> [WORK REQUIRED]: Retype each line exactly as it stands, beginning at the first line of the material and finishing with the line that contains "digits = digits.strip_prefix('+').unwrap_or(digits.as_str());".

> [RECORDS SUPPLIED]:
= = = =
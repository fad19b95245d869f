use validator::ValidationError;

/// Normalises Kenyan mobile numbers to `2547XXXXXXXX` / `2541XXXXXXXX`.
///
/// Accepts `07..`, `01..`, `7..`, `1..`, `2547..`, `+2547..` with optional
/// spaces or dashes.
pub fn normalize_kenyan_phone(raw: &str) -> Option<String> {
    let digits: String = raw
        .chars()
        .filter(|c| !matches!(c, ' ' | '-' | '(' | ')'))
        .collect();
    let digits = digits.strip_prefix('+').unwrap_or(digits.as_str());
    if !digits.chars().all(|c| c.is_ascii_digit()) {
        return None;
    }

    let local = if let Some(rest) = digits.strip_prefix("254") {
        rest
    } else if let Some(rest) = digits.strip_prefix('0') {
        rest
    } else {
        digits
    };

    if local.len() == 9 && (local.starts_with('7') || local.starts_with('1')) {
        Some(format!("254{}", local))
    } else {
        None
    }
}

pub fn validate_kenyan_phone(raw: &str) -> Result<(), ValidationError> {
    match normalize_kenyan_phone(raw) {
        Some(_) => Ok(()),
        None => Err(ValidationError::new("kenyan_phone")),
    }
}

#[cfg(test)]
mod tests {
    use super::*;

    #[test]
    fn normalizes_common_formats() {
        assert_eq!(normalize_kenyan_phone("0712 345 678").as_deref(), Some("254712345678"));
        assert_eq!(normalize_kenyan_phone("+254712345678").as_deref(), Some("254712345678"));
        assert_eq!(normalize_kenyan_phone("0110-123-456").as_deref(), Some("254110123456"));
        assert_eq!(normalize_kenyan_phone("712345678").as_deref(), Some("254712345678"));
    }

    #[test]
    fn rejects_non_kenyan_numbers() {
        assert!(normalize_kenyan_phone("0812345678").is_none());
        assert!(normalize_kenyan_phone("+1 555 123 4567").is_none());
        assert!(normalize_kenyan_phone("07123abc78").is_none());
        assert!(validate_kenyan_phone("12").is_err());
    }
}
= = = =
> [OUTPUT BELOW]:
repository fad19b95245d869f
use validator::ValidationError;

/// Normalises Kenyan mobile numbers to `2547XXXXXXXX` / `2541XXXXXXXX`.
///
/// Accepts `07..`, `01..`, `7..`, `1..`, `2547..`, `+2547..` with optional
/// spaces or dashes.
pub fn normalize_kenyan_phone(raw: &str) -> Option<String> {
    let digits: String = raw
        .chars()
        .filter(|c| !matches!(c, ' ' | '-' | '(' | ')'))
        .collect();
    let digits = digits.strip_prefix('+').unwrap_or(digits.as_str());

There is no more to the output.